Sunday, 23 September 2012

Sunday, 23rd September - All is calm

Sunday, 23 September
The State of the Nation
It’s 11:30 a.m. on Sunday morning. The Friday panic has died down, and the streets have resumed their normalcy. Frankly, by all reports, the news of impending riots appears to have been blown completely out of proportion. According to the news, there were no incidents whatsoever. But, who is to know?
Yesterday, I took a boda-boda to the well-known Owino market. I got myself a pair of second-hand Italian wellies…not quite designer, but getting there! Bright yellow, cut slightly above the ankle…well, considerably below the knee. George, the boda-boda driver was concerned about the safety of his motorcycle, so I did not dither. While there, I got a call from the bank to say that my cheque book and bank card were ready, so I left the bustling crowds of the African market, stopped by the bank downtown, and then headed back home. The exhaust fumes are still a force to be reckoned with and I was exhausted and out and of breath. Sybil, the drama teacher, decided to stop by for a visit, so we had a late lunch together. I threw together a concoction of the fresh veggies I had purchased from a vendor who passed by early in the morning, wagon loaded with produce of the day. For about seven dollars, give or take, I picked up a pumpkin, red spinach, sweet potatoes, peppers, a pineapple, cassava –which I tried cooking for the first time, egg plant, and carrots.
This morning, I am experimenting with sausage rolls, and a cream of wild mushroom/sweet potato soup. The soup is delish…the pastry for the rolls is not quite right. Can’t get used to the butter…it has a high water content. Think I might stick to the Norwegian butter which is more expensive, but more reliable.
Got a call to join a singing rehearsal for the Christmas pantomime, so I will head there this afternoon.

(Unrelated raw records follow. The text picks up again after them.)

//! Cross-cutting archive round-trip properties (§8 "Testable
//! properties"): for every container version, pack then unpack recovers
//! the original bytes, and the directory's offset/size bookkeeping stays
//! internally consistent.

mod support;

use dmtk::archive::Archive;
use dmtk::io::Io;
use support::mt19937::Mt19937;

fn roundtrip(version: u32, files: &[(&str, Vec<u8>)]) {
    let io = Io::new_growable();
    let mut archive = Archive::create(version, io, files.len()).unwrap();
    for (name, data) in files {
        archive.entry_write_data(name, data).unwrap();
    }
    let io = archive.close().unwrap();

    let mut reopened = Archive::open(version, io).unwrap();
    assert_eq!(reopened.entry_count(), files.len());
    for (name, data) in files {
        let idx = reopened.entry_by_name(name).unwrap_or_else(|| panic!("missing entry {name}"));
        assert_eq!(&reopened.entry_read_data(idx).unwrap(), data, "entry {name} mismatched for version {version}");
    }
}

#[test]
fn v2_round_trips_small_and_empty_entries() {
    roundtrip(2, &[("a.txt", b"hello world".to_vec()), ("b.bin", Vec::new())]);
}

#[test]
fn v75_round_trips_entries_with_forward_slash_names() {
    roundtrip(75, &[("dir/file.txt", b"abcabcabcabc".to_vec())]);
}

#[test]
fn v6_round_trips_several_entries() {
    roundtrip(6, &[("one.dat", vec![1u8; 64]), ("two.dat", vec![2u8; 256])]);
}

#[test]
fn v7_round_trips_larger_compressible_entries() {
    let mut rng = Mt19937::new(7);
    let mut pattern = rng.fill_bytes(16);
    pattern.extend(pattern.clone());
    pattern.extend(pattern.clone());
    roundtrip(7, &[("pattern.bin", pattern)]);
}

#[test]
fn v8_round_trips_mixed_extensions() {
    roundtrip(8, &[("a.anm", vec![9u8; 200]), ("b.ecl", vec![7u8; 64])]);
}

#[test]
fn v95_round_trips_random_sized_entries() {
    let mut rng = Mt19937::new(95);
    let files: Vec<(&str, Vec<u8>)> = vec![
        ("x.png", rng.fill_bytes(37)),
        ("y.anm", rng.fill_bytes(513)),
        ("z.txt", rng.fill_bytes(1)),
    ];
    roundtrip(95, &files);
}

#[test]
fn entry_offsets_are_monotonically_increasing_after_close() {
    let io = Io::new_growable();
    let mut archive = Archive::create(95, io, 3).unwrap();
    archive.entry_write_data("a", b"111").unwrap();
    archive.entry_write_data("b", b"222").unwrap();
    archive.entry_write_data("c", b"333").unwrap();
    let io = archive.close().unwrap();

    let reopened = Archive::open(95, io).unwrap();
    let offsets: Vec<u32> = reopened.entries().iter().map(|e| e.offset).collect();
    for pair in offsets.windows(2) {
        assert!(pair[0] < pair[1], "offsets not increasing: {offsets:?}");
    }
}

#[test]
fn detecting_an_unrecognized_prefix_is_ambiguous_or_unresolved() {
    use dmtk::archive::detect::{detect, Detection};
    let junk = [0u8; 16];
    match detect("mystery.dat", &junk) {
        Detection::Ambiguous(_) => {}
        Detection::Resolved(_) => panic!("an all-zero prefix should not resolve to a known container"),
    }
}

I have joined KADS (Kampala Amateur Dramatic Society) – and I have been cast to play in a murder mystery at the end of next month. We had out first rehearsal last Thursday evening. It was good to get away from the school routine and I enjoyed meeting a whole new set of people. I will say more about the murder mystery in another blog. Should be fun! It is mostly improvised, in the context of a fashion show.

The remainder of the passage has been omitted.